=== INPUT MATERIAL ===

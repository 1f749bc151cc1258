//! Request ids and send instants for in-flight `step` requests.
//!
//! Responses on one connection arrive in request order, so when the
//! response for id `r` arrives every older id is known to be lost and is
//! retired with it. The table is also capped so a server that never
//! answers cannot grow it without bound.

use std::collections::BTreeMap;
use std::time::Instant;

use simlink_types::RequestId;
use tracing::debug;

/// Default cap on in-flight `step` requests.
pub const DEFAULT_MAX_PENDING: usize = 1024;

/// Correlation table for `step` requests.
#[derive(Debug)]
pub struct PendingRequests {
    next: u64,
    pending: BTreeMap<RequestId, Instant>,
    max_pending: usize,
    abandoned: u64,
}

impl PendingRequests {
    /// Create an empty table holding at most `max_pending` entries.
    ///
    /// A cap of zero is treated as one.
    pub fn new(max_pending: usize) -> Self {
        Self {
            next: 1,
            pending: BTreeMap::new(),
            max_pending: max_pending.max(1),
            abandoned: 0,
        }
    }

    /// Assign the next id and remember when it was sent.
    ///
    /// Evicts the oldest entry when the table is full.
    pub fn issue(&mut self, sent_at: Instant) -> RequestId {
        let rid = RequestId(self.next);
        self.next = self.next.saturating_add(1);

        while self.pending.len() >= self.max_pending {
            if let Some((oldest, _)) = self.pending.pop_first() {
                self.abandoned = self.abandoned.saturating_add(1);
                debug!(rid = %oldest, "Pending table full, evicting oldest request");
            }
        }
        self.pending.insert(rid, sent_at);
        rid
    }

    /// Retire `rid` and every older id.
    ///
    /// Returns the send instant of `rid`, or `None` if it is not pending.
    pub fn complete(&mut self, rid: RequestId) -> Option<Instant> {
        let sent_at = self.pending.remove(&rid)?;
        let newer = self.pending.split_off(&rid);
        let older = std::mem::replace(&mut self.pending, newer);
        if !older.is_empty() {
            let count = u64::try_from(older.len()).unwrap_or(u64::MAX);
            self.abandoned = self.abandoned.saturating_add(count);
            debug!(rid = %rid, retired = count, "Retired unanswered older requests");
        }
        Some(sent_at)
    }

    /// Forget `rid` without retiring anything else (e.g. its send failed).
    pub fn cancel(&mut self, rid: RequestId) -> bool {
        self.pending.remove(&rid).is_some()
    }

    /// Whether `rid` is awaiting a response.
    pub fn contains(&self, rid: RequestId) -> bool {
        self.pending.contains_key(&rid)
    }

    /// Number of requests awaiting a response.
    pub fn len(&self) -> usize {
        self.pending.len()
    }

    /// Whether no request is awaiting a response.
    pub fn is_empty(&self) -> bool {
        self.pending.is_empty()
    }

    /// Requests retired without a response so far.
    pub const fn abandoned(&self) -> u64 {
        self.abandoned
    }
}

impl Default for PendingRequests {
    fn default() -> Self {
        Self::new(DEFAULT_MAX_PENDING)
    }
}

#[cfg(test)]
mod tests {
    use super::*;

    #[test]
    fn ids_start_at_one_and_increase() {
        let mut table = PendingRequests::default();
        let now = Instant::now();
        let ids: Vec<u64> = (0..4).map(|_| table.issue(now).into_inner()).collect();
        assert_eq!(ids, vec![1, 2, 3, 4]);
        assert_eq!(table.len(), 4);
    }

    #[test]
    fn completion_removes_exactly_once() {
        let mut table = PendingRequests::default();
        let sent = Instant::now();
        let rid = table.issue(sent);

        assert_eq!(table.complete(rid), Some(sent));
        assert_eq!(table.complete(rid), None);
        assert!(table.is_empty());
    }

    #[test]
    fn completion_retires_older_ids() {
        let mut table = PendingRequests::default();
        let now = Instant::now();
        let first = table.issue(now);
        let second = table.issue(now);
        let third = table.issue(now);
        let fourth = table.issue(now);

        assert!(table.complete(third).is_some());
        assert!(!table.contains(first));
        assert!(!table.contains(second));
        assert!(table.contains(fourth));
        assert_eq!(table.abandoned(), 2);

        // A late answer for a retired id is not correlated.
        assert_eq!(table.complete(first), None);
    }

    #[test]
    fn unknown_ids_leave_table_untouched() {
        let mut table = PendingRequests::default();
        let rid = table.issue(Instant::now());
        assert_eq!(table.complete(RequestId(99)), None);
        assert!(table.contains(rid));
    }

    #[test]
    fn cap_evicts_oldest() {
        let mut table = PendingRequests::new(2);
        let base = Instant::now();
        let a = table.issue(base);
        let b = table.issue(base);
        let c = table.issue(base);

        assert_eq!(table.len(), 2);
        assert!(!table.contains(a));
        assert!(table.contains(b) && table.contains(c));
        assert_eq!(table.abandoned(), 1);
    }

    #[test]
    fn cancel_does_not_retire_others() {
        let mut table = PendingRequests::default();
        let now = Instant::now();
        let a = table.issue(now);
        let b = table.issue(now);
        assert!(table.cancel(b));
        assert!(table.contains(a));
        assert_eq!(table.abandoned(), 0);
    }
}
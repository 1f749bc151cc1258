//! Simlink server binary.
//!
//! # Startup Sequence
//!
//! 1. Initialize structured logging (tracing)
//! 2. Load configuration (`simlink-server.yaml`, `SIMLINK_*`, port argument)
//! 3. Open the timing record file when enabled
//! 4. Bind the listener and serve until `Ctrl-C`
//! 5. Flush the timing record file

use std::sync::Arc;

use simlink_engine::DistanceGradientFactory;
use simlink_server::{Server, ServerConfig};
use simlink_timing::{CsvFileSink, SampleSink};
use tracing::{info, warn};
use tracing_subscriber::EnvFilter;

/// Application entry point for the simlink server.
///
/// # Errors
///
/// Returns an error if configuration, the timing file, or the listener
/// cannot be set up.
#[tokio::main]
async fn main() -> Result<(), Box<dyn std::error::Error>> {
    tracing_subscriber::fmt()
        .with_env_filter(
            EnvFilter::try_from_default_env().unwrap_or_else(|_| EnvFilter::new("info")),
        )
        .with_target(true)
        .init();

    info!("simlink-server starting");

    let mut config = ServerConfig::load()?;
    config.apply_cli_args(std::env::args().skip(1))?;
    info!(
        host = config.listen.host,
        port = config.listen.port,
        max_line_bytes = config.protocol.max_line_bytes,
        max_nodes = config.engine.max_nodes,
        timings = config.timings.enabled,
        "Configuration loaded"
    );

    let sink = if config.timings.enabled {
        let sink = CsvFileSink::with_shutdown_timeout(
            &config.timings.path,
            config.timings.flush_every,
            config.timings.shutdown_timeout(),
        )?;
        info!(path = %config.timings.path.display(), "Recording step timings");
        Some(Arc::new(sink))
    } else {
        None
    };

    let factory = Arc::new(DistanceGradientFactory::new(config.engine.max_nodes));
    let mut server = Server::bind(&config, factory).await?;
    if let Some(sink) = &sink {
        server = server.with_sink(Arc::clone(sink) as Arc<dyn SampleSink>);
    }

    server
        .serve_until(async {
            match tokio::signal::ctrl_c().await {
                Ok(()) => info!("Shutdown signal received"),
                Err(e) => {
                    warn!(error = %e, "Cannot listen for Ctrl-C, serving until killed");
                    std::future::pending::<()>().await;
                }
            }
        })
        .await?;

    if let Some(sink) = sink {
        let finished = sink.shutdown();
        if !finished {
            warn!(dropped = sink.dropped(), "Timing writer did not finish in time");
        }
    }

    info!("simlink-server exiting");
    Ok(())
}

===

Taking the entries above, write out exactly each line from the one holding "assert!(table.is_empty());" to the one holding "let base = Instant::now();", both included, and stop there.

        assert!(table.is_empty());
    }

    #[test]
    fn completion_retires_older_ids() {
        let mut table = PendingRequests::default();
        let now = Instant::now();
        let first = table.issue(now);
        let second = table.issue(now);
        let third = table.issue(now);
        let fourth = table.issue(now);

        assert!(table.complete(third).is_some());
        assert!(!table.contains(first));
        assert!(!table.contains(second));
        assert!(table.contains(fourth));
        assert_eq!(table.abandoned(), 2);

        // A late answer for a retired id is not correlated.
        assert_eq!(table.complete(first), None);
    }

    #[test]
    fn unknown_ids_leave_table_untouched() {
        let mut table = PendingRequests::default();
        let rid = table.issue(Instant::now());
        assert_eq!(table.complete(RequestId(99)), None);
        assert!(table.contains(rid));
    }

    #[test]
    fn cap_evicts_oldest() {
        let mut table = PendingRequests::new(2);
        let base = Instant::now();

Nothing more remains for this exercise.